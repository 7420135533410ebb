//! Iterative lookup
//!
//! [`LookupState`] is the bookkeeping of one FIND_NODE or FIND_VALUE walk:
//! candidates sorted by distance to the target, which of them are in
//! flight, which answered and which failed. The driver in
//! [`DhtControl::iterate`] keeps up to `alpha` requests outstanding against
//! the closest unqueried candidates until the state reports completion.
//!
//! A walk ends its exploration after a full round of replies brings no
//! contact closer than the best already known. It then queries whatever is
//! still unqueried among the `k` closest and stops. An exhaustive walk
//! never stops exploring early.

use super::DhtControl;
use crate::contact::Contact;
use crate::db::diversify::Diversification;
use crate::db::key_block::KeyBlock;
use crate::db::value::StoredValue;
use crate::node_id::NodeId;
use crate::rpc::messages::FindValueReply;
use crate::rpc::{DhtTransportExt, RpcError, RpcOptions};
use std::collections::HashMap;
use std::sync::Arc;
use tokio::task::JoinSet;

#[derive(Debug, Clone, Copy, PartialEq, Eq)]
enum Progress {
    Unqueried,
    InFlight,
    Responded,
    Failed,
}

#[derive(Debug, Clone)]
struct Candidate {
    contact: Contact,
    distance: NodeId,
    progress: Progress,
}

/// Bookkeeping of one lookup
#[derive(Debug)]
pub struct LookupState {
    target: NodeId,
    local_id: NodeId,
    k: usize,
    alpha: usize,
    exhaustive: bool,
    candidates: Vec<Candidate>,
    best: Option<NodeId>,
    stale_replies: usize,
    sweeping: bool,
}

impl LookupState {
    /// Start a lookup for `target` from `seeds`
    #[must_use]
    pub fn new(
        target: NodeId,
        local_id: NodeId,
        seeds: Vec<Contact>,
        k: usize,
        alpha: usize,
        exhaustive: bool,
    ) -> Self {
        let mut state = Self {
            target,
            local_id,
            k: k.max(1),
            alpha: alpha.max(1),
            exhaustive,
            candidates: Vec::new(),
            best: None,
            stale_replies: 0,
            sweeping: false,
        };
        for contact in seeds {
            state.insert(contact);
        }
        state
    }

    fn insert(&mut self, contact: Contact) -> bool {
        if contact.id == self.local_id || !contact.is_supported() {
            return false;
        }
        if self.candidates.iter().any(|c| c.contact.id == contact.id) {
            return false;
        }
        let distance = contact.id.distance(&self.target);
        let pos = self
            .candidates
            .partition_point(|c| (c.distance, c.contact.id) < (distance, contact.id));
        self.candidates.insert(
            pos,
            Candidate {
                contact,
                distance,
                progress: Progress::Unqueried,
            },
        );
        true
    }

    fn in_flight(&self) -> usize {
        self.candidates
            .iter()
            .filter(|c| c.progress == Progress::InFlight)
            .count()
    }

    /// Positions of the `k` closest candidates that have not failed
    fn window(&self) -> impl Iterator<Item = usize> + '_ {
        self.candidates
            .iter()
            .enumerate()
            .filter(|(_, c)| c.progress != Progress::Failed)
            .take(self.k)
            .map(|(i, _)| i)
    }

    /// Next contact to query, if the lookup wants more requests in flight
    pub fn next_query(&mut self) -> Option<Contact> {
        if self.in_flight() >= self.alpha {
            return None;
        }
        let pos = self
            .window()
            .find(|&i| self.candidates[i].progress == Progress::Unqueried)?;
        let candidate = &mut self.candidates[pos];
        candidate.progress = Progress::InFlight;
        Some(candidate.contact.clone())
    }

    /// Record a reply from `responder` carrying `learned` contacts
    pub fn on_reply(&mut self, responder: &Contact, learned: Vec<Contact>) {
        if let Some(candidate) = self
            .candidates
            .iter_mut()
            .find(|c| c.contact.id == responder.id)
        {
            candidate.progress = Progress::Responded;
            let token = candidate.contact.spoof_token;
            candidate.contact = responder.clone();
            if candidate.contact.spoof_token.is_none() {
                candidate.contact.spoof_token = token;
            }
        }

        let mut improved = false;
        if !self.sweeping {
            for contact in learned {
                let distance = contact.id.distance(&self.target);
                if self.insert(contact) && self.best.is_none_or(|best| distance < best) {
                    improved = true;
                }
            }
        }
        let responded = responder.id.distance(&self.target);
        if self.best.is_none_or(|best| responded < best) {
            self.best = Some(responded);
        }

        if improved {
            self.stale_replies = 0;
        } else {
            self.stale_replies += 1;
            if !self.exhaustive && self.stale_replies >= self.alpha {
                self.sweeping = true;
            }
        }
    }

    /// Record a failed request to `id`
    pub fn on_failure(&mut self, id: &NodeId) {
        if let Some(candidate) = self.candidates.iter_mut().find(|c| c.contact.id == *id) {
            candidate.progress = Progress::Failed;
        }
    }

    /// Whether nothing is in flight and nothing is left to ask
    #[must_use]
    pub fn is_finished(&self) -> bool {
        self.in_flight() == 0
            && !self
                .window()
                .any(|i| self.candidates[i].progress == Progress::Unqueried)
    }

    /// Responders sorted by distance, at most `k`
    #[must_use]
    pub fn closest_responded(&self) -> Vec<Contact> {
        self.candidates
            .iter()
            .filter(|c| c.progress == Progress::Responded)
            .take(self.k)
            .map(|c| c.contact.clone())
            .collect()
    }
}

/// What a lookup walk asks each node
#[derive(Debug, Clone, Copy, PartialEq, Eq)]
pub enum LookupKind {
    /// FIND_NODE
    Node,
    /// FIND_VALUE; stop once this many values are known (0 means never)
    Value {
        /// Value limit
        max_values: u16,
    },
}

/// Result of a lookup walk
#[derive(Debug, Clone, Default)]
pub struct LookupOutcome {
    /// Closest contacts that answered, nearest first
    pub closest: Vec<Contact>,
    /// Values found, newest version per originator
    pub values: Vec<StoredValue>,
    /// Contacts that returned values
    pub holders: Vec<Contact>,
    /// Diversification reported by a holder
    pub diversification: Option<Diversification>,
    /// Key-block reported by a holder
    pub blocked: Option<KeyBlock>,
}

enum Answer {
    Nodes { contacts: Vec<Contact>, spoof_token: u32 },
    Value(FindValueReply),
}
================================
# TASK TO COMPLETE
Please write out every record shown above exactly as it reads.

# SOLVED EXERCISE
repository 7420135533410ebb
//! Iterative lookup
//!
//! [`LookupState`] is the bookkeeping of one FIND_NODE or FIND_VALUE walk:
//! candidates sorted by distance to the target, which of them are in
//! flight, which answered and which failed. The driver in
//! [`DhtControl::iterate`] keeps up to `alpha` requests outstanding against
//! the closest unqueried candidates until the state reports completion.
//!
//! A walk ends its exploration after a full round of replies brings no
//! contact closer than the best already known. It then queries whatever is
//! still unqueried among the `k` closest and stops. An exhaustive walk
//! never stops exploring early.

use super::DhtControl;
use crate::contact::Contact;
use crate::db::diversify::Diversification;
use crate::db::key_block::KeyBlock;
use crate::db::value::StoredValue;
use crate::node_id::NodeId;
use crate::rpc::messages::FindValueReply;
use crate::rpc::{DhtTransportExt, RpcError, RpcOptions};
use std::collections::HashMap;
use std::sync::Arc;
use tokio::task::JoinSet;

#[derive(Debug, Clone, Copy, PartialEq, Eq)]
enum Progress {
    Unqueried,
    InFlight,
    Responded,
    Failed,
}

#[derive(Debug, Clone)]
struct Candidate {
    contact: Contact,
    distance: NodeId,
    progress: Progress,
}

/// Bookkeeping of one lookup
#[derive(Debug)]
pub struct LookupState {
    target: NodeId,
    local_id: NodeId,
    k: usize,
    alpha: usize,
    exhaustive: bool,
    candidates: Vec<Candidate>,
    best: Option<NodeId>,
    stale_replies: usize,
    sweeping: bool,
}

impl LookupState {
    /// Start a lookup for `target` from `seeds`
    #[must_use]
    pub fn new(
        target: NodeId,
        local_id: NodeId,
        seeds: Vec<Contact>,
        k: usize,
        alpha: usize,
        exhaustive: bool,
    ) -> Self {
        let mut state = Self {
            target,
            local_id,
            k: k.max(1),
            alpha: alpha.max(1),
            exhaustive,
            candidates: Vec::new(),
            best: None,
            stale_replies: 0,
            sweeping: false,
        };
        for contact in seeds {
            state.insert(contact);
        }
        state
    }

    fn insert(&mut self, contact: Contact) -> bool {
        if contact.id == self.local_id || !contact.is_supported() {
            return false;
        }
        if self.candidates.iter().any(|c| c.contact.id == contact.id) {
            return false;
        }
        let distance = contact.id.distance(&self.target);
        let pos = self
            .candidates
            .partition_point(|c| (c.distance, c.contact.id) < (distance, contact.id));
        self.candidates.insert(
            pos,
            Candidate {
                contact,
                distance,
                progress: Progress::Unqueried,
            },
        );
        true
    }

    fn in_flight(&self) -> usize {
        self.candidates
            .iter()
            .filter(|c| c.progress == Progress::InFlight)
            .count()
    }

    /// Positions of the `k` closest candidates that have not failed
    fn window(&self) -> impl Iterator<Item = usize> + '_ {
        self.candidates
            .iter()
            .enumerate()
            .filter(|(_, c)| c.progress != Progress::Failed)
            .take(self.k)
            .map(|(i, _)| i)
    }

    /// Next contact to query, if the lookup wants more requests in flight
    pub fn next_query(&mut self) -> Option<Contact> {
        if self.in_flight() >= self.alpha {
            return None;
        }
        let pos = self
            .window()
            .find(|&i| self.candidates[i].progress == Progress::Unqueried)?;
        let candidate = &mut self.candidates[pos];
        candidate.progress = Progress::InFlight;
        Some(candidate.contact.clone())
    }

    /// Record a reply from `responder` carrying `learned` contacts
    pub fn on_reply(&mut self, responder: &Contact, learned: Vec<Contact>) {
        if let Some(candidate) = self
            .candidates
            .iter_mut()
            .find(|c| c.contact.id == responder.id)
        {
            candidate.progress = Progress::Responded;
            let token = candidate.contact.spoof_token;
            candidate.contact = responder.clone();
            if candidate.contact.spoof_token.is_none() {
                candidate.contact.spoof_token = token;
            }
        }

        let mut improved = false;
        if !self.sweeping {
            for contact in learned {
                let distance = contact.id.distance(&self.target);
                if self.insert(contact) && self.best.is_none_or(|best| distance < best) {
                    improved = true;
                }
            }
        }
        let responded = responder.id.distance(&self.target);
        if self.best.is_none_or(|best| responded < best) {
            self.best = Some(responded);
        }

        if improved {
            self.stale_replies = 0;
        } else {
            self.stale_replies += 1;
            if !self.exhaustive && self.stale_replies >= self.alpha {
                self.sweeping = true;
            }
        }
    }

    /// Record a failed request to `id`
    pub fn on_failure(&mut self, id: &NodeId) {
        if let Some(candidate) = self.candidates.iter_mut().find(|c| c.contact.id == *id) {
            candidate.progress = Progress::Failed;
        }
    }

    /// Whether nothing is in flight and nothing is left to ask
    #[must_use]
    pub fn is_finished(&self) -> bool {
        self.in_flight() == 0
            && !self
                .window()
                .any(|i| self.candidates[i].progress == Progress::Unqueried)
    }

    /// Responders sorted by distance, at most `k`
    #[must_use]
    pub fn closest_responded(&self) -> Vec<Contact> {
        self.candidates
            .iter()
            .filter(|c| c.progress == Progress::Responded)
            .take(self.k)
            .map(|c| c.contact.clone())
            .collect()
    }
}

/// What a lookup walk asks each node
#[derive(Debug, Clone, Copy, PartialEq, Eq)]
pub enum LookupKind {
    /// FIND_NODE
    Node,
    /// FIND_VALUE; stop once this many values are known (0 means never)
    Value {
        /// Value limit
        max_values: u16,
    },
}

/// Result of a lookup walk
#[derive(Debug, Clone, Default)]
pub struct LookupOutcome {
    /// Closest contacts that answered, nearest first
    pub closest: Vec<Contact>,
    /// Values found, newest version per originator
    pub values: Vec<StoredValue>,
    /// Contacts that returned values
    pub holders: Vec<Contact>,
    /// Diversification reported by a holder
    pub diversification: Option<Diversification>,
    /// Key-block reported by a holder
    pub blocked: Option<KeyBlock>,
}

enum Answer {
    Nodes { contacts: Vec<Contact>, spoof_token: u32 },
    Value(FindValueReply),
}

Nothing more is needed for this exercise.